Under AfCFTA, extreme poverty would decline across the African continent—with the biggest improvements will be in countries with currently high poverty rates: West Africa would see the biggest decline in the number of people living in extreme poverty—a decline of 12 million (more than a third of the total for all of Africa).

  • Central Africa would see a decline of 9.3 million;
  • Eastern Africa would see a decline of 4.8 million;
  • Southern Africa would see a decline of 3.9 million;
  • Countries with the highest initial poverty rates would see the biggest declines in poverty rates;
  • In Guinea-Bissau, the rate would decline from 37.9 per cent to 27.7 per cent;
  • In Mali, the rate would decline from 14.4 per cent to 6.8 per cent; and
  • In Togo, it would decline from 24.1 per cent to 16.9 per cent.

The full implementation of AfCFTA, will see red tape cut and customs procedures simplified. According to the Economic Commission for Africa (UNECA), the AFCFTA has the potential to boost intra-African trade by 52.3% by eliminating import duties, it will drive $292 billion of the $450 billion in potential income gains.

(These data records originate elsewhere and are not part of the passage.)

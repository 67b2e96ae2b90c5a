//! ConsoleRenderer: writes prompts and scoreboards to a line-oriented console.
//!
//! Output is queued as crossterm commands into a scratch buffer and written to
//! the underlying writer in one go, so a scoreboard never appears half-drawn.

use std::io::{self, Write};

use anyhow::Result;

use crossterm::{style::Print, QueueableCommand};

use crate::core::Player;
use crate::scoreboard::render_scoreboard_into;

pub struct ConsoleRenderer<W: Write> {
    out: W,
    buf: Vec<u8>,
    table: String,
}

impl ConsoleRenderer<io::Stdout> {
    pub fn stdout() -> Self {
        Self::new(io::stdout())
    }
}

impl<W: Write> ConsoleRenderer<W> {
    pub fn new(out: W) -> Self {
        Self {
            out,
            buf: Vec::with_capacity(4 * 1024),
            table: String::with_capacity(1024),
        }
    }

    /// Write the full scoreboard for `players`.
    pub fn draw(&mut self, players: &[Player]) -> Result<()> {
        self.table.clear();
        render_scoreboard_into(players, &mut self.table);
        self.buf.clear();
        encode_text_into(&self.table, &mut self.buf)?;
        self.flush_buf()
    }

    /// Write prompt or message text as-is.
    pub fn print(&mut self, text: &str) -> Result<()> {
        self.buf.clear();
        encode_text_into(text, &mut self.buf)?;
        self.flush_buf()
    }

    pub fn get_ref(&self) -> &W {
        &self.out
    }

    pub fn into_inner(self) -> W {
        self.out
    }

    fn flush_buf(&mut self) -> Result<()> {
        self.out.write_all(&self.buf)?;
        self.out.flush()?;
        Ok(())
    }
}

/// Encode plain text into `out` as crossterm print commands.
///
/// This builds the byte sequence without writing to any terminal.
pub fn encode_text_into(text: &str, out: &mut Vec<u8>) -> Result<()> {
    out.queue(Print(text))?;
    Ok(())
}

As the global economy is in turmoil due to the COVID-19 pandemic, the creation of the vast AfCFTA regional market will enable African countries to diversify their exports, accelerate growth, and attract foreign direct investment. The GGDA is playing an active role in AfCFTA as it is developing and implementing the AFCFTA Gauteng roadmap that will assist Gauteng companies to increase trade and expand operations into the rest of the Continent. Mosa Tshabalala, Group Chief Executive Officer of GGDA said, “Over the last six years, the Gauteng region had exported goods and services to the African region to the value of six trillion rands.

The GGDA identifies and facilitates trade between South African and African countries. Even small countries are welcomed. The Agency looks for opportunities to leverage off each other’s common sectors and needs. A great example of this is the Automotive sector in Ghana working together with the Tshwane Automotive Special Economic Zones,” added Tshabalala.  Another example is the expanding Cocoa industry in Ghana. It has created 800 000 jobs for farmers in that country and makes up 21% of the cocoa market share of Western Africa. It exports 10% of its chocolate to Gauteng, and this is expected to grow.

The GGDA facilitated the collaboration between Ghanaian cocoa manufacturers and South African companies, that were at the end of the processing chain. The finished product was then sold by the South African market to the rest of the world. The GGDA will continue
to play an active role in implementing the regional approach which focuses on countries that are investor-friendly and that will facilitate access to the surrounding countries that are part of the respective regional blocks.

The GGDA will continue to identify infrastructure opportunities between the African countries and Gauteng province companies, strengthen the role played by these companies and train them to be export ready.